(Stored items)
-.-.-

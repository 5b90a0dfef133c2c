// argus-objectstore/src/tests.rs
// ============================================================================
// Module: Bundle Object Store Tests
// Description: Exercises key derivation and round-trip behavior against an
//   in-memory object-store double.
// Dependencies: argus-core
// ============================================================================

use std::collections::BTreeMap;
use std::sync::Mutex;

use argus_core::BuildId;
use argus_core::Repo;

use super::*;

struct InMemoryObjectStore {
    objects: Mutex<BTreeMap<String, Vec<u8>>>,
}

impl InMemoryObjectStore {
    fn new() -> Self {
        Self { objects: Mutex::new(BTreeMap::new()) }
    }
}

impl ObjectStoreClient for InMemoryObjectStore {
    fn put(&self, key: &str, bytes: Vec<u8>) -> Result<(), ObjectStoreError> {
        self.objects
            .lock()
            .map_err(|_| ObjectStoreError::Io("object store lock poisoned".to_string()))?
            .insert(key.to_string(), bytes);
        Ok(())
    }

    fn get(&self, key: &str, max_bytes: usize) -> Result<Vec<u8>, ObjectStoreError> {
        let bytes = self
            .objects
            .lock()
            .map_err(|_| ObjectStoreError::Io("object store lock poisoned".to_string()))?
            .get(key)
            .ok_or_else(|| ObjectStoreError::Io("object not found".to_string()))?
            .clone();
        if bytes.len() > max_bytes {
            return Err(ObjectStoreError::TooLarge { key: key.to_string(), max_bytes, actual_bytes: bytes.len() });
        }
        Ok(bytes)
    }
}

fn ids() -> (Repo, BuildId) {
    (Repo::new("acme/widgets").expect("repo"), BuildId::new("b1").expect("build id"))
}

#[test]
fn artifact_round_trips_through_the_object_store() {
    let store = BundleObjectStore::from_client(Arc::new(InMemoryObjectStore::new()));
    let (repo, build_id) = ids();
    let key = store.put_artifact(&repo, &build_id, "results.sarif", b"{}".to_vec()).expect("put");
    assert_eq!(key, "acme/widgets/b1/artifacts/results.sarif");
    let bytes = store.get_artifact(&repo, &build_id, "results.sarif", 1024).expect("get");
    assert_eq!(bytes, b"{}");
}

#[test]
fn manifest_round_trips_through_the_object_store() {
    let store = BundleObjectStore::from_client(Arc::new(InMemoryObjectStore::new()));
    let (repo, build_id) = ids();
    let key = store.put_manifest(&repo, &build_id, b"[]".to_vec()).expect("put");
    assert_eq!(key, "acme/widgets/b1/bundle.manifest.json");
    let bytes = store.get_manifest(&repo, &build_id, 1024).expect("get");
    assert_eq!(bytes, b"[]");
}

#[test]
fn artifact_key_includes_the_configured_prefix() {
    let store = BundleObjectStore {
        client: Arc::new(InMemoryObjectStore::new()),
        root_prefix: normalize_prefix("bundles/prod").expect("prefix"),
    };
    let (repo, build_id) = ids();
    let key = store.put_artifact(&repo, &build_id, "results.sarif", b"{}".to_vec()).expect("put");
    assert_eq!(key, "bundles/prod/acme/widgets/b1/artifacts/results.sarif");
}

#[test]
fn filename_with_path_traversal_is_rejected() {
    let store = BundleObjectStore::from_client(Arc::new(InMemoryObjectStore::new()));
    let (repo, build_id) = ids();
    let err = store.put_artifact(&repo, &build_id, "../escape.sarif", b"{}".to_vec()).expect_err("rejected");
    assert!(matches!(err, ObjectStoreError::Invalid(_)));
}

#[test]
fn oversized_artifact_is_rejected_before_reaching_the_backend() {
    let store = BundleObjectStore::from_client(Arc::new(InMemoryObjectStore::new()));
    let (repo, build_id) = ids();
    let oversized = vec![0u8; MAX_ARTIFACT_BYTES + 1];
    let err = store.put_artifact(&repo, &build_id, "huge.sarif", oversized).expect_err("rejected");
    assert!(matches!(err, ObjectStoreError::TooLarge { .. }));
}

#[test]
fn reading_with_a_tight_limit_surfaces_too_large() {
    let store = BundleObjectStore::from_client(Arc::new(InMemoryObjectStore::new()));
    let (repo, build_id) = ids();
    store.put_artifact(&repo, &build_id, "results.sarif", vec![0u8; 100]).expect("put");
    let err = store.get_artifact(&repo, &build_id, "results.sarif", 10).expect_err("rejected");
    assert!(matches!(err, ObjectStoreError::TooLarge { .. }));
}

#[test]
fn prefix_with_parent_traversal_is_rejected() {
    let err = normalize_prefix("bundles/../escape").expect_err("rejected");
    assert!(matches!(err, ObjectStoreError::Invalid(_)));
}
// argus-reachability/src/lib.rs
// ============================================================================
// Module: Argus Reachability Engine
// Description: Breadth-first dependency-graph reachability analysis.
// Purpose: Decide, for each finding's affected package, whether a path from
//   the application's root exists, and expose the lexicographically smallest
//   such path as an auditable witness.
// Dependencies: argus-core, serde, serde_json, smallvec
// ============================================================================

//! ## Overview
//! The dependency graph is built once per run as an arena: package names are
//! interned into a dense index space, and each node's children are stored as
//! a sorted index slice rather than a map, so the BFS tie-break (smallest
//! child name first) falls out of a slice that is already sorted instead of
//! a per-step comparison. This keeps the algorithm allocation-free after
//! construction and makes its determinism structural rather than incidental.

use std::collections::HashMap;
use std::collections::VecDeque;

use argus_core::core::model::ROOT_PACKAGE;
use argus_core::{reachability_id, DependencyEdge, Finding, Reachability, ReachabilityStatus};
use smallvec::SmallVec;

/// Version of the reachability algorithm. Part of [`Reachability`] identity,
/// so changing the algorithm's behavior is always visible as a new set of
/// `reachabilityId`s rather than a silent reinterpretation of old ones.
pub const ANALYSIS_VERSION: &str = "1.0";

/// Fixed method label carried on every record this crate produces.
pub const METHOD: &str = "DEPENDENCY_GRAPH_BFS";

/// Reason recorded when no path from the root to the affected package exists.
const NO_PATH_REASON: &str = "no path found from application root to target package";

/// A single node in the interned dependency-graph arena.
#[derive(Debug, Clone)]
struct PackageNode {
    /// Lower-cased package name.
    name: String,
    /// Sorted indices of this node's direct children, ascending by name.
    children: SmallVec<[usize; 4]>,
}

/// The dependency graph for a single run, built once and queried per finding.
#[derive(Debug, Clone)]
pub struct DependencyGraph {
    nodes: Vec<PackageNode>,
    index_of: HashMap<String, usize>,
    root: usize,
}

impl DependencyGraph {
    /// Builds a graph from a run's dependency edges.
    ///
    /// Package names are interned case-insensitively; an edge whose parent
    /// has not been seen as a child of any other edge (including
    /// [`ROOT_PACKAGE`] itself) still gets a node, so disconnected
    /// subgraphs are represented rather than silently dropped.
    #[must_use]
    pub fn build(edges: &[DependencyEdge]) -> Self {
        let mut nodes = Vec::new();
        let mut index_of = HashMap::new();
        let mut children_by_index: Vec<Vec<(String, usize)>> = Vec::new();

        let intern = |name: &str, nodes: &mut Vec<PackageNode>, index_of: &mut HashMap<String, usize>, children: &mut Vec<Vec<(String, usize)>>| -> usize {
            let key = name.to_ascii_lowercase();
            if let Some(&idx) = index_of.get(&key) {
                return idx;
            }
            let idx = nodes.len();
            nodes.push(PackageNode { name: key.clone(), children: SmallVec::new() });
            children.push(Vec::new());
            index_of.insert(key, idx);
            idx
        };

        let root = intern(ROOT_PACKAGE, &mut nodes, &mut index_of, &mut children_by_index);

        for edge in edges {
            let parent_idx = intern(&edge.parent, &mut nodes, &mut index_of, &mut children_by_index);
            let child_idx = intern(&edge.child, &mut nodes, &mut index_of, &mut children_by_index);
            let child_name = nodes[child_idx].name.clone();
            children_by_index[parent_idx].push((child_name, child_idx));
        }

        for (idx, mut children) in children_by_index.into_iter().enumerate() {
            children.sort_by(|a, b| a.0.cmp(&b.0));
            nodes[idx].children = children.into_iter().map(|(_, i)| i).collect();
        }

        Self { nodes, index_of, root }
    }

    /// Runs a breadth-first search from the root, visiting children in
    /// sorted order, and returns the shortest (and, among ties, the
    /// lexicographically earliest-discovered) path of package names to
    /// `target`, root first.
    ///
    /// Returns `None` when `target` is not interned in this graph or is not
    /// reachable from the root.
    #[must_use]
    pub fn shortest_path_to(&self, target: &str) -> Option<Vec<String>> {
        let target_key = target.to_ascii_lowercase();
        let target_idx = *self.index_of.get(&target_key)?;

        let mut visited = vec![false; self.nodes.len()];
        let mut parent = vec![usize::MAX; self.nodes.len()];
        let mut queue = VecDeque::new();
        visited[self.root] = true;
        queue.push_back(self.root);

        while let Some(current) = queue.pop_front() {
            if current == target_idx {
                return Some(self.reconstruct_path(current, &parent));
            }
            for &child in &self.nodes[current].children {
                if !visited[child] {
                    visited[child] = true;
                    parent[child] = current;
                    queue.push_back(child);
                }
            }
        }
        None
    }

    /// Walks `parent` pointers from `node` back to the root, then reverses.
    fn reconstruct_path(&self, mut node: usize, parent: &[usize]) -> Vec<String> {
        let mut path = vec![self.nodes[node].name.clone()];
        while parent[node] != usize::MAX {
            node = parent[node];
            path.push(self.nodes[node].name.clone());
        }
        path.reverse();
        path
    }
}

/// Computes the reachability record for a single finding against a
/// prebuilt dependency graph.
///
/// `computed_at` is a caller-supplied deterministic seed (epoch
/// milliseconds), never read from the system clock, so that two runs over
/// identical input always produce byte-identical [`Reachability`] records.
#[must_use]
pub fn analyze(graph: &DependencyGraph, finding: &Finding, computed_at: i64) -> Option<Reachability> {
    let package = finding.package.as_deref()?;
    let path = graph.shortest_path_to(package);
    let reachable = path.is_some();
    let depth = path.as_ref().map_or(0, |p| p.len().saturating_sub(1));
    let confidence_score = if reachable { confidence_from_depth(depth) } else { 0.0 };
    let reachability_id = reachability_id(&finding.finding_id, ANALYSIS_VERSION, path.as_deref().unwrap_or_default());
    let status = if reachable { ReachabilityStatus::Reachable } else { ReachabilityStatus::InsufficientData };
    let reason = if reachable { None } else { Some(NO_PATH_REASON.to_string()) };

    Some(Reachability {
        reachability_id,
        finding_id: finding.finding_id.clone(),
        run_id: finding.run_id.clone(),
        analysis_version: ANALYSIS_VERSION.to_string(),
        reachable,
        status,
        reason,
        evidence_path: path.unwrap_or_default(),
        confidence_score,
        method: METHOD.to_string(),
        computed_at,
    })
}

/// Derives a confidence score from path depth: direct dependencies score
/// highest, confidence decays by a fixed step per hop, floored so a
/// reachable-but-deep finding is never scored as though it were
/// unreachable.
fn confidence_from_depth(depth: usize) -> f64 {
    let step = 0.1 * f64::from(u32::try_from(depth.saturating_sub(1)).unwrap_or(u32::MAX));
    (1.0 - step).max(0.1)
}

#[cfg(test)]
mod tests {
    use argus_core::{BuildId, Repo, RunId};

    use super::*;

    fn edge(repo: &Repo, build: &BuildId, run: &RunId, parent: &str, child: &str) -> DependencyEdge {
        DependencyEdge {
            dependency_id: argus_core::dependency_id(repo, build, parent, child, "1.0.0", "runtime"),
            repo: repo.clone(),
            build_id: build.clone(),
            run_id: run.clone(),
            parent: parent.to_string(),
            child: child.to_string(),
            version: "1.0.0".to_string(),
            scope: "runtime".to_string(),
        }
    }

    fn ids() -> (Repo, BuildId, RunId) {
        (
            Repo::new("acme/widgets").expect("valid"),
            BuildId::new("b1").expect("valid"),
            RunId::from_hash("d".repeat(64)).expect("valid"),
        )
    }

    #[test]
    fn finds_direct_and_transitive_paths() {
        let (repo, build, run) = ids();
        let edges = vec![
            edge(&repo, &build, &run, "__root__", "left-pad"),
            edge(&repo, &build, &run, "left-pad", "nested-vuln"),
        ];
        let graph = DependencyGraph::build(&edges);
        assert_eq!(graph.shortest_path_to("left-pad"), Some(vec!["__root__".to_string(), "left-pad".to_string()]));
        assert_eq!(
            graph.shortest_path_to("nested-vuln"),
            Some(vec!["__root__".to_string(), "left-pad".to_string(), "nested-vuln".to_string()])
        );
    }

    #[test]
    fn unreachable_package_returns_none() {
        let (repo, build, run) = ids();
        let edges = vec![edge(&repo, &build, &run, "__root__", "left-pad")];
        let graph = DependencyGraph::build(&edges);
        assert_eq!(graph.shortest_path_to("unrelated"), None);
    }

    #[test]
    fn ties_prefer_lexicographically_smaller_child() {
        let (repo, build, run) = ids();
        let edges = vec![
            edge(&repo, &build, &run, "__root__", "zeta"),
            edge(&repo, &build, &run, "__root__", "alpha"),
            edge(&repo, &build, &run, "zeta", "target"),
            edge(&repo, &build, &run, "alpha", "target"),
        ];
        let graph = DependencyGraph::build(&edges);
        assert_eq!(
            graph.shortest_path_to("target"),
            Some(vec!["__root__".to_string(), "alpha".to_string(), "target".to_string()])
        );
    }

    #[test]
    fn analysis_is_deterministic_across_runs() {
        let (repo, build, run) = ids();
        let edges = vec![edge(&repo, &build, &run, "__root__", "left-pad")];
        let graph = DependencyGraph::build(&edges);
        let finding = Finding {
            finding_id: argus_core::finding_id(&repo, &build, "fp"),
            repo: repo.clone(),
            build_id: build.clone(),
            run_id: run.clone(),
            rule_id: "R1".to_string(),
            severity: "high".to_string(),
            cves: vec![],
            cve: None,
            package: Some("left-pad".to_string()),
            version: None,
            file_path: None,
            line_number: None,
            tool: "t".to_string(),
            fingerprint: "fp".to_string(),
            created_at: 0,
            reachability_id: None,
            priority_score: None,
        };
        let a = analyze(&graph, &finding, 1).expect("reachable");
        let b = analyze(&graph, &finding, 2).expect("reachable");
        assert_eq!(a.reachability_id, b.reachability_id);
        assert!(a.reachable);
    }
}
// argus-writers/src/lib.rs
// ============================================================================
// Module: Argus Data-Plane Writers
// Description: Per-index document validators and the shared bulk-upsert
//   orchestration that enforces the writer contract before any document
//   reaches the document store.
// Purpose: Implement the five-step writer algorithm once, generically, and
//   specialize it per index via a small trait instead of duplicating the
//   algorithm per entity kind.
// Dependencies: argus-core, argus-store, serde_json, thiserror
// ============================================================================

//! ## Overview
//! The writer contract runs in a fixed order: (1) every document must carry
//! its declared id field; (2) that id must equal the value the validator
//! recomputes from the document's defining fields; (3) every other declared
//! required field must be present; (4) if every document in the batch fails
//! steps 1-3, the batch is never sent to the store at all; (5) whatever
//! reaches the store and fails there is folded back into the same failure
//! list under `BULK_ITEM_FAILED`. A writer never partially validates: a
//! document that fails step 1 is never checked against steps 2 or 3.

pub mod validators;

use argus_store::BulkDoc;
use argus_store::BulkItemStatus;
use argus_store::BulkOptions;
use argus_store::DocumentStore;
use argus_store::StoreError;

/// Closed set of reasons a single document can fail the writer contract.
#[derive(Debug, Clone, Copy, PartialEq, Eq)]
pub enum WriterErrorCode {
    /// The document did not carry its declared id field.
    MissingRequiredId,
    /// The document's id field did not match the id recomputed from its
    /// defining fields.
    IdMismatch,
    /// A declared required field was missing or null.
    MissingRequiredField,
    /// The document store rejected the document after it passed local
    /// validation.
    BulkItemFailed,
}

impl WriterErrorCode {
    /// Returns the taxonomy code string used in `WriterReport` output.
    #[must_use]
    pub const fn as_str(self) -> &'static str {
        match self {
            Self::MissingRequiredId => "MISSING_REQUIRED_ID",
            Self::IdMismatch => "ID_MISMATCH",
            Self::MissingRequiredField => "MISSING_REQUIRED_FIELD",
            Self::BulkItemFailed => "BULK_ITEM_FAILED",
        }
    }
}

/// A single document's failure within a [`WriterReport`].
#[derive(Debug, Clone, PartialEq, Eq)]
pub struct WriterFailure {
    /// The document's id, when one could be determined.
    pub id: Option<String>,
    /// Closed failure code.
    pub code: WriterErrorCode,
    /// Human-readable detail.
    pub message: String,
}

/// Aggregate outcome of [`write_documents`].
#[derive(Debug, Clone, Default)]
pub struct WriterReport {
    /// Number of documents submitted to the writer.
    pub attempted: usize,
    /// Number of documents successfully upserted.
    pub succeeded: usize,
    /// Number of documents that failed, at any step.
    pub failed: usize,
    /// Ids of successfully upserted documents, in submission order.
    pub upserted_ids: Vec<String>,
    /// Every failure encountered, in submission order.
    pub failures: Vec<WriterFailure>,
}

/// Per-index contract a writer enforces before submitting documents to the
/// document store.
pub trait IndexValidator {
    /// Name of the index this validator writes to.
    fn index_name(&self) -> &'static str;

    /// Name of the field that must hold the document's id.
    fn required_id_field(&self) -> &'static str;

    /// Recomputes the id a document should have from its defining fields.
    ///
    /// # Errors
    ///
    /// Returns a human-readable message when the document's defining fields
    /// are themselves missing or malformed, distinct from an id mismatch.
    fn compute_expected_id(&self, doc: &serde_json::Value) -> Result<String, String>;

    /// Every field (other than the id field) that must be present and
    /// non-null for a document to be valid.
    fn required_fields(&self) -> &'static [&'static str];
}

/// Validates and writes `docs` to `validator`'s index via `store`, enforcing
/// the five-step writer contract.
///
/// # Errors
///
/// Returns [`StoreError`] only when the underlying store transport fails;
/// per-document validation and per-item store failures are reported inside
/// the returned [`WriterReport`], never as an `Err`.
pub fn write_documents(
    validator: &dyn IndexValidator,
    store: &dyn DocumentStore,
    docs: Vec<serde_json::Value>,
    opts: &BulkOptions,
) -> Result<WriterReport, StoreError> {
    let mut report = WriterReport { attempted: docs.len(), ..WriterReport::default() };
    let mut valid = Vec::new();

    for doc in docs {
        match validate_one(validator, &doc) {
            Ok(id) => valid.push(BulkDoc { id, body: doc }),
            Err(failure) => {
                report.failed += 1;
                report.failures.push(failure);
            }
        }
    }

    if valid.is_empty() {
        return Ok(report);
    }

    let bulk_report = store.bulk_upsert(validator.index_name(), valid, opts)?;
    for item in bulk_report.items {
        match item.status {
            BulkItemStatus::Created | BulkItemStatus::Updated => {
                report.succeeded += 1;
                report.upserted_ids.push(item.id);
            }
            BulkItemStatus::Failed { reason } => {
                report.failed += 1;
                report.failures.push(WriterFailure { id: Some(item.id), code: WriterErrorCode::BulkItemFailed, message: reason });
            }
        }
    }
    Ok(report)
}

/// Runs steps 1-3 of the writer contract against a single document,
/// returning its id on success.
fn validate_one(validator: &dyn IndexValidator, doc: &serde_json::Value) -> Result<String, WriterFailure> {
    let id_field = validator.required_id_field();
    let Some(id) = doc.get(id_field).and_then(serde_json::Value::as_str) else {
        return Err(WriterFailure {
            id: None,
            code: WriterErrorCode::MissingRequiredId,
            message: format!("document is missing required id field `{id_field}`"),
        });
    };

    let expected = validator.compute_expected_id(doc).map_err(|reason| WriterFailure {
        id: Some(id.to_string()),
        code: WriterErrorCode::MissingRequiredId,
        message: reason,
    })?;
    if expected != id {
        return Err(WriterFailure {
            id: Some(id.to_string()),
            code: WriterErrorCode::IdMismatch,
            message: format!("document id `{id}` does not match recomputed id `{expected}`"),
        });
    }

    for field in validator.required_fields() {
        let present = doc.get(field).is_some_and(|v| !v.is_null());
        if !present {
            return Err(WriterFailure {
                id: Some(id.to_string()),
                code: WriterErrorCode::MissingRequiredField,
                message: format!("document is missing required field `{field}`"),
            });
        }
    }

    Ok(id.to_string())
}

#[cfg(test)]
mod tests {
    use argus_store::InMemoryDocumentStore;

    use super::*;

    struct TestValidator;
    impl IndexValidator for TestValidator {
        fn index_name(&self) -> &'static str {
            "findings"
        }
        fn required_id_field(&self) -> &'static str {
            "findingId"
        }
        fn compute_expected_id(&self, doc: &serde_json::Value) -> Result<String, String> {
            Ok(doc.get("findingId").and_then(serde_json::Value::as_str).unwrap_or_default().to_string())
        }
        fn required_fields(&self) -> &'static [&'static str] {
            &["severity"]
        }
    }

    #[test]
    fn missing_id_field_is_reported_without_touching_the_store() {
        let store = InMemoryDocumentStore::new();
        let docs = vec![serde_json::json!({"severity": "high"})];
        let report = write_documents(&TestValidator, &store, docs, &BulkOptions::default()).expect("ok");
        assert_eq!(report.failed, 1);
        assert_eq!(report.failures[0].code, WriterErrorCode::MissingRequiredId);
        assert!(store.list("findings").expect("ok").is_empty());
    }

    #[test]
    fn missing_required_field_is_reported() {
        let store = InMemoryDocumentStore::new();
        let docs = vec![serde_json::json!({"findingId": "abc"})];
        let report = write_documents(&TestValidator, &store, docs, &BulkOptions::default()).expect("ok");
        assert_eq!(report.failures[0].code, WriterErrorCode::MissingRequiredField);
    }

    #[test]
    fn valid_document_is_upserted() {
        let store = InMemoryDocumentStore::new();
        let docs = vec![serde_json::json!({"findingId": "abc", "severity": "high"})];
        let report = write_documents(&TestValidator, &store, docs, &BulkOptions::default()).expect("ok");
        assert_eq!(report.succeeded, 1);
        assert_eq!(report.upserted_ids, vec!["abc".to_string()]);
    }

    #[test]
    fn bulk_item_failures_are_mapped_back_into_the_report() {
        let store = InMemoryDocumentStore::new();
        store.set_fail_ids(["abc".to_string()]);
        let docs = vec![serde_json::json!({"findingId": "abc", "severity": "high"})];
        let report = write_documents(&TestValidator, &store, docs, &BulkOptions::default()).expect("ok");
        assert_eq!(report.failed, 1);
        assert_eq!(report.failures[0].code, WriterErrorCode::BulkItemFailed);
    }
}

-.-.-

■ **Your objective**
Work out how many lines in the entries contain "findings" and give that number alone.

■ **Task output**
2